The world never needed Beethoven's Fifth Symphony until he created it. Now we could not live without it."

-Louis I. Kahn, Architect

Thursday 13 May 2010

Gold technique revisited

This is my last portrait of Hannah my daughter (the previous one was done four years ago). 



I am using a new technique: background partly painted in gold. Not as a gimmick but as an interesting way to make a portrait look more lively: its appearance changes depending on the angle we look at it. It cannot be shown here with a static pic. Sorry.

This is a traditional media which has been in practice for some 5,000 years, beginning in ancient India and was widely used during the great dynasties of ancient  Egypt and spread in Eastern and Western Europe after the fall of the Roman empire (Byzantine icons and medieval altarpieces).  Asia has also utilized gold-leaf backgrounds in their fine painting (see below: Heron- Song dynasty). 

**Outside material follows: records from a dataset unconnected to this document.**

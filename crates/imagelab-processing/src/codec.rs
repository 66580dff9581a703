//! Decoding and encoding between stored bytes and pixel buffers

use crate::error::{ProcessingError, ProcessingResult};
use image::{DynamicImage, ImageFormat, ImageReader};
use std::borrow::Cow;
use std::io::Cursor;

/// Decode encoded bytes of any supported format.
pub fn decode(data: &[u8]) -> ProcessingResult<DynamicImage> {
    ImageReader::new(Cursor::new(data))
        .with_guessed_format()
        .map_err(|e| ProcessingError::Decode(image::ImageError::IoError(e)))?
        .decode()
        .map_err(ProcessingError::Decode)
}

/// Output format implied by a file name's extension.
pub fn format_for_filename(filename: &str) -> ProcessingResult<ImageFormat> {
    ImageFormat::from_path(filename)
        .map_err(|_| ProcessingError::UnsupportedFormat(filename.to_string()))
}

/// Encode a buffer, adapting the pixel layout to what the target format can store.
pub fn encode(image: &DynamicImage, format: ImageFormat) -> ProcessingResult<Vec<u8>> {
    let prepared: Cow<'_, DynamicImage> = match format {
        ImageFormat::Jpeg if image.color().has_alpha() => {
            Cow::Owned(DynamicImage::ImageRgb8(image.to_rgb8()))
        }
        ImageFormat::Gif if !image.color().has_color() => {
            Cow::Owned(DynamicImage::ImageRgb8(image.to_rgb8()))
        }
        _ => Cow::Borrowed(image),
    };

    let mut buffer = Vec::with_capacity((image.width() * image.height()) as usize);
    prepared
        .write_to(&mut Cursor::new(&mut buffer), format)
        .map_err(ProcessingError::Encode)?;
    Ok(buffer)
}

pub fn encode_png(image: &DynamicImage) -> ProcessingResult<Vec<u8>> {
    encode(image, ImageFormat::Png)
}
use crate::error::{ProcessingError, ProcessingResult};
use crate::image::blur::MAX_KERNEL_SIZE;
use crate::image::kernel::{reflect_101, saturate};
use image::{Rgb, RgbImage};

pub const DEFAULT_DIAMETER: i64 = 9;
pub const DEFAULT_SIGMA_COLOR: f64 = 75.0;
pub const DEFAULT_SIGMA_SPACE: f64 = 75.0;

/// Edge-preserving smoothing.
///
/// Each output pixel is a weighted mean over a circular window of diameter `d`.
/// Weights combine spatial distance (`sigma_space`) with the L1 color distance to the
/// center pixel (`sigma_color`), so strong edges keep their contrast. A non-positive
/// `d` derives the window from `sigma_space`; either way the window may not exceed
/// `MAX_KERNEL_SIZE`.
pub fn bilateral(
    img: &RgbImage,
    d: i64,
    sigma_color: f64,
    sigma_space: f64,
) -> ProcessingResult<RgbImage> {
    let sigma_color = if sigma_color > 0.0 { sigma_color } else { 1.0 };
    let sigma_space = if sigma_space > 0.0 { sigma_space } else { 1.0 };
    let radius = if d > 0 {
        d / 2
    } else {
        (sigma_space * 1.5).round() as i64
    }
    .max(1);

    if d > MAX_KERNEL_SIZE {
        return Err(ProcessingError::invalid_param(
            "d",
            format!("must be at most {}, got {}", MAX_KERNEL_SIZE, d),
        ));
    }
    if radius.saturating_mul(2).saturating_add(1) > MAX_KERNEL_SIZE {
        return Err(ProcessingError::invalid_param(
            "sigma_space",
            format!(
                "implies a window wider than {} when d is not positive",
                MAX_KERNEL_SIZE
            ),
        ));
    }

    let (w, h) = img.dimensions();
    if w == 0 || h == 0 {
        return Ok(img.clone());
    }

    let color_coeff = -0.5 / (sigma_color * sigma_color);
    let space_coeff = -0.5 / (sigma_space * sigma_space);

    let mut offsets = Vec::new();
    for dy in -radius..=radius {
        for dx in -radius..=radius {
            let r2 = (dx * dx + dy * dy) as f64;
            if r2.sqrt() > radius as f64 {
                continue;
            }
            offsets.push((dx, dy, (r2 * space_coeff).exp()));
        }
    }

    // Color weights indexed by L1 distance, 0..=3*255.
    let color_weights: Vec<f64> = (0..=3 * 255)
        .map(|diff| ((diff * diff) as f64 * color_coeff).exp())
        .collect();

    Ok(RgbImage::from_fn(w, h, |x, y| {
        let center = img.get_pixel(x, y);
        let mut sum = [0.0f64; 3];
        let mut total = 0.0f64;

        for &(dx, dy, space_weight) in &offsets {
            let sx = reflect_101(x as i64 + dx, w as i64) as u32;
            let sy = reflect_101(y as i64 + dy, h as i64) as u32;
            let neighbor = img.get_pixel(sx, sy);
            let diff: usize = (0..3)
                .map(|c| (neighbor[c] as i32 - center[c] as i32).unsigned_abs() as usize)
                .sum();
            let weight = space_weight * color_weights[diff];
            for c in 0..3 {
                sum[c] += neighbor[c] as f64 * weight;
            }
            total += weight;
        }

        Rgb(sum.map(|s| saturate((s / total) as f32)))
    }))
}
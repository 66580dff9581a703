//! Test helpers: build the application against temporary directories.
//!
//! Run from workspace root: `cargo test -p imagelab-api`.

pub mod fixtures;

use axum_test::multipart::{MultipartForm, Part};
use axum_test::TestServer;
use imagelab_api::constants;
use imagelab_api::setup::initialize_app;
use imagelab_core::Config;
use tempfile::TempDir;

/// API path prefix for tests (`/api`).
pub fn api_path(path: &str) -> String {
    format!("{}{}", constants::API_PREFIX, path)
}

/// Test application: server and the directory backing both stores.
pub struct TestApp {
    pub server: TestServer,
    pub _temp_dir: TempDir,
}

impl TestApp {
    pub fn client(&self) -> &TestServer {
        &self.server
    }
}

/// Setup test app with isolated upload and processed directories.
pub async fn setup_test_app() -> TestApp {
    let temp_dir = TempDir::new().expect("Failed to create temp dir");
    let config = Config {
        upload_dir: temp_dir.path().join("uploads"),
        processed_dir: temp_dir.path().join("processed"),
        max_files_per_upload: 3,
        ..Config::default()
    };

    let (_state, app) = initialize_app(config)
        .await
        .expect("Failed to initialize app");
    let server = TestServer::new(app.into_make_service()).expect("Failed to create test server");

    TestApp {
        server,
        _temp_dir: temp_dir,
    }
}

pub fn file_part(data: Vec<u8>, filename: &str, mime: &str) -> Part {
    Part::bytes(bytes::Bytes::from(data))
        .file_name(filename.to_string())
        .mime_type(mime.to_string())
}

/// Upload one PNG and return its generated gallery name.
pub async fn upload_png(client: &TestServer, data: Vec<u8>, filename: &str) -> String {
    let form = MultipartForm::new().add_part("files", file_part(data, filename, "image/png"));
    let response = client.post(&api_path("/upload")).multipart(form).await;
    assert_eq!(response.status_code(), 200);

    let body: serde_json::Value = response.json();
    body["successful_uploads"][0]["filename"]
        .as_str()
        .expect("Expected generated filename in upload response")
        .to_string()
}
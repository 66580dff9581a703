//! Imagelab Storage Library
//!
//! This crate provides the storage abstraction used for uploads and processed outputs,
//! and a local filesystem implementation.
//!
//! # Storage key format
//!
//! Each store is a single flat directory, so keys are plain file names. Keys must not
//! contain path separators, `..` or a leading `/`; callers holding untrusted names should
//! reduce them with [`keys::sanitize_filename`] first.

pub mod keys;
pub mod local;
pub mod traits;

// Re-export commonly used types
pub use keys::sanitize_filename;
pub use local::LocalStorage;
pub use traits::{Storage, StorageError, StorageResult, StoredObject};
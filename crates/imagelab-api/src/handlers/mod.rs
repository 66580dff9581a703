//! HTTP handlers, grouped by the part of the service they expose.

pub mod analysis;
pub mod download;
pub mod gallery;
pub mod index;
pub mod presets;
pub mod process;

use crate::error::HttpAppError;
use axum::{
    body::Body,
    http::{header, StatusCode},
    response::Response,
};
use imagelab_core::AppError;
use imagelab_processing::codec::format_for_filename;

const OCTET_STREAM: &str = "application/octet-stream";

fn content_type_for(filename: &str) -> &'static str {
    format_for_filename(filename)
        .map(|format| format.to_mime_type())
        .unwrap_or(OCTET_STREAM)
}

/// Build a file response. `attachment` selects a download over inline display.
pub(crate) fn file_response(
    data: Vec<u8>,
    filename: &str,
    content_type: &str,
    attachment: bool,
) -> Result<Response, HttpAppError> {
    let mut builder = Response::builder()
        .status(StatusCode::OK)
        .header(header::CONTENT_TYPE, content_type)
        .header(header::CONTENT_LENGTH, data.len());

    if attachment {
        builder = builder.header(
            header::CONTENT_DISPOSITION,
            format!("attachment; filename=\"{}\"", filename),
        );
    }

    builder.body(Body::from(data)).map_err(|e| {
        tracing::error!(error = %e, "Failed to build response");
        AppError::Internal(e.to_string()).into()
    })
}

/// Serve a stored image with the MIME type implied by its extension.
pub(crate) fn image_response(
    data: Vec<u8>,
    filename: &str,
    attachment: bool,
) -> Result<Response, HttpAppError> {
    file_response(data, filename, content_type_for(filename), attachment)
}
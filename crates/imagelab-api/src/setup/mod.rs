//! Application setup and initialization
//!
//! Everything `main` needs to turn a [`Config`] into a served router lives here, so the
//! integration tests can build the exact same application against temporary directories.

pub mod routes;
pub mod server;
pub mod services;

use crate::state::AppState;
use anyhow::{Context, Result};
use imagelab_core::Config;
use std::sync::Arc;

/// Initialize the entire application
pub async fn initialize_app(config: Config) -> Result<(Arc<AppState>, axum::Router)> {
    // Validate configuration first - fail fast on misconfiguration
    config.validate().context("Configuration validation failed")?;

    crate::telemetry::init_telemetry(&config.environment);

    tracing::info!("Configuration loaded and validated successfully");

    let processing = services::initialize_services(&config).await?;
    let state = Arc::new(AppState::new(config, processing));

    let router = routes::setup_routes(state.clone())?;

    Ok((state, router))
}
//! Processing service
//!
//! Ties the gallery, the processed-output store and the pure image code together. All
//! decoding, transforming and encoding runs on the blocking thread pool so request
//! handlers never stall the async runtime.

use crate::analysis::histogram::{self, HistogramChannel, HistogramReport};
use crate::analysis::regions::{self, FaceDetector, Region};
use crate::archive::create_zip_archive;
use crate::codec::{decode, encode, encode_png, format_for_filename};
use crate::error::{ProcessingError, ProcessingResult};
use crate::gallery::{not_found_as, storage_key, Gallery};
use crate::image::color::grayscale;
use crate::image::dispatcher::{derived_filename, output_filename, Dispatcher};
use crate::image::params::OperationParams;
use crate::image::presets::{apply_preset, find_preset};
use image::DynamicImage;
use imagelab_core::constants::DEFAULT_MIN_REGION_AREA;
use imagelab_storage::{Storage, StorageError};
use std::sync::Arc;
use std::time::Instant;

/// Which region detector a ROI request runs.
#[derive(Debug, Clone, Copy, PartialEq, Eq)]
pub enum RoiKind {
    Faces,
    Contours,
}

impl RoiKind {
    pub fn parse(name: &str) -> ProcessingResult<Self> {
        match name {
            "faces" | "face" => Ok(Self::Faces),
            "contours" | "contour" => Ok(Self::Contours),
            other => Err(ProcessingError::invalid_param(
                "type",
                format!("expected faces or contours, got '{}'", other),
            )),
        }
    }
}

/// Result of collecting processed files for a batch download.
#[derive(Debug)]
pub struct BatchArchive {
    /// ZIP bytes; `None` when none of the requested files exist.
    pub archive: Option<Vec<u8>>,
    pub included: Vec<String>,
    pub missing: Vec<String>,
}

async fn run_blocking<T, F>(f: F) -> ProcessingResult<T>
where
    F: FnOnce() -> ProcessingResult<T> + Send + 'static,
    T: Send + 'static,
{
    tokio::task::spawn_blocking(f)
        .await
        .map_err(|e| ProcessingError::Task(e.to_string()))?
}

#[derive(Clone)]
pub struct ProcessingService {
    gallery: Gallery,
    processed: Arc<dyn Storage>,
    dispatcher: Dispatcher,
    face_detector: Option<Arc<dyn FaceDetector>>,
}

impl ProcessingService {
    pub fn new(
        gallery: Gallery,
        processed: Arc<dyn Storage>,
        face_detector: Option<Arc<dyn FaceDetector>>,
    ) -> Self {
        Self {
            gallery,
            processed,
            dispatcher: Dispatcher::new(),
            face_detector,
        }
    }

    pub fn gallery(&self) -> &Gallery {
        &self.gallery
    }

    pub fn has_face_detector(&self) -> bool {
        self.face_detector.is_some()
    }

    async fn load_upload(&self, filename: &str) -> ProcessingResult<(String, Vec<u8>)> {
        let key = storage_key(filename)?;
        let data = self.gallery.read(&key).await?;
        Ok((key, data))
    }

    /// Apply one operation to an upload and persist the result.
    ///
    /// Single-channel results stay single-channel and the output is encoded in the
    /// input's format. Returns the output file name; an existing output of the same
    /// name is overwritten.
    #[tracing::instrument(skip(self, params))]
    pub async fn process(
        &self,
        filename: &str,
        operation: &str,
        params: OperationParams,
    ) -> ProcessingResult<String> {
        self.dispatcher.find(operation)?;
        let (key, data) = self.load_upload(filename).await?;
        let output = output_filename(&key, operation, &params)?;
        let format = format_for_filename(&output)?;

        let start = Instant::now();
        let dispatcher = self.dispatcher;
        let op = operation.to_string();
        let encoded = run_blocking(move || {
            let source = decode(&data)?.to_rgb8();
            let result = dispatcher.run(&source, &op, &params)?;
            encode(&result, format)
        })
        .await?;

        self.processed.put(&output, encoded).await?;

        tracing::info!(
            input = %key,
            output = %output,
            operation = %operation,
            duration_ms = start.elapsed().as_secs_f64() * 1000.0,
            "Operation applied"
        );

        Ok(output)
    }

    /// Apply one operation and return the result as PNG bytes without storing anything.
    #[tracing::instrument(skip(self, params))]
    pub async fn preview(
        &self,
        filename: &str,
        operation: &str,
        params: OperationParams,
    ) -> ProcessingResult<Vec<u8>> {
        self.dispatcher.find(operation)?;
        let (_, data) = self.load_upload(filename).await?;

        let dispatcher = self.dispatcher;
        let op = operation.to_string();
        run_blocking(move || {
            let source = decode(&data)?.to_rgb8();
            let result = dispatcher.apply(&source, &op, &params)?;
            encode_png(&DynamicImage::ImageRgb8(result))
        })
        .await
    }

    /// Run a preset on an upload and store `{stem}_preset_{preset}{ext}`.
    #[tracing::instrument(skip(self))]
    pub async fn apply_preset(&self, filename: &str, preset: &str) -> ProcessingResult<String> {
        find_preset(preset)?;
        let (key, data) = self.load_upload(filename).await?;
        let output = derived_filename(&key, &format!("preset_{}", preset))?;
        let format = format_for_filename(&output)?;

        let start = Instant::now();
        let dispatcher = self.dispatcher;
        let name = preset.to_string();
        let encoded = run_blocking(move || {
            let source = decode(&data)?.to_rgb8();
            let result = apply_preset(&dispatcher, &source, &name)?;
            encode(&DynamicImage::ImageRgb8(result), format)
        })
        .await?;

        self.processed.put(&output, encoded).await?;

        tracing::info!(
            input = %key,
            output = %output,
            preset = %preset,
            duration_ms = start.elapsed().as_secs_f64() * 1000.0,
            "Preset applied"
        );

        Ok(output)
    }

    pub async fn histogram(&self, filename: &str, channel: &str) -> ProcessingResult<HistogramReport> {
        let channel = HistogramChannel::parse(channel)?;
        let (_, data) = self.load_upload(filename).await?;
        run_blocking(move || Ok(histogram::generate(&decode(&data)?, channel))).await
    }

    #[tracing::instrument(skip(self))]
    pub async fn detect_regions(
        &self,
        filename: &str,
        kind: RoiKind,
        min_area: Option<f64>,
    ) -> ProcessingResult<Vec<Region>> {
        let detector = match kind {
            RoiKind::Faces => Some(self.face_detector.clone().ok_or_else(|| {
                ProcessingError::DetectorUnavailable("no face model configured".to_string())
            })?),
            RoiKind::Contours => None,
        };
        let (_, data) = self.load_upload(filename).await?;
        let min_area = min_area.unwrap_or(DEFAULT_MIN_REGION_AREA);

        let found = run_blocking(move || {
            let source = decode(&data)?.to_rgb8();
            match detector {
                Some(detector) => detector.detect(&grayscale(&source)),
                None => Ok(regions::detect_contours(&source, min_area)),
            }
        })
        .await?;

        tracing::debug!(count = found.len(), "Regions detected");
        Ok(found)
    }

    pub async fn read_processed(&self, filename: &str) -> ProcessingResult<Vec<u8>> {
        let key = storage_key(filename)?;
        self.processed.get(&key).await.map_err(not_found_as(filename))
    }

    /// Package the requested processed files into one ZIP.
    ///
    /// Names are reduced to base names and blanks are dropped. Files that do not exist
    /// are reported in `missing` rather than failing the whole batch.
    pub async fn batch_archive(&self, names: &[String]) -> ProcessingResult<BatchArchive> {
        let mut entries = Vec::new();
        let mut included = Vec::new();
        let mut missing = Vec::new();

        for name in names.iter().map(|n| n.trim()).filter(|n| !n.is_empty()) {
            let Ok(key) = storage_key(name) else {
                missing.push(name.to_string());
                continue;
            };
            match self.processed.get(&key).await {
                Ok(data) => {
                    included.push(key.clone());
                    entries.push((key, data));
                }
                Err(StorageError::NotFound(_)) => missing.push(key),
                Err(e) => return Err(e.into()),
            }
        }

        if entries.is_empty() {
            return Ok(BatchArchive {
                archive: None,
                included,
                missing,
            });
        }

        let archive = run_blocking(move || create_zip_archive(entries)).await?;
        tracing::info!(
            files = included.len(),
            missing = missing.len(),
            size_bytes = archive.len(),
            "Batch archive created"
        );

        Ok(BatchArchive {
            archive: Some(archive),
            included,
            missing,
        })
    }
}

Gustav Klimt is the most famous European artist of the 20th century to have used gold leaf as a proper mode of his expression, away from its religious tradition in the West (see below: Klimt: the Kiss).
So, in the secular tradition revived by Klimt, I will use it more often as it adds a unique feature to a painting: being more alive and like "reacting" to our presence, from where we are and look.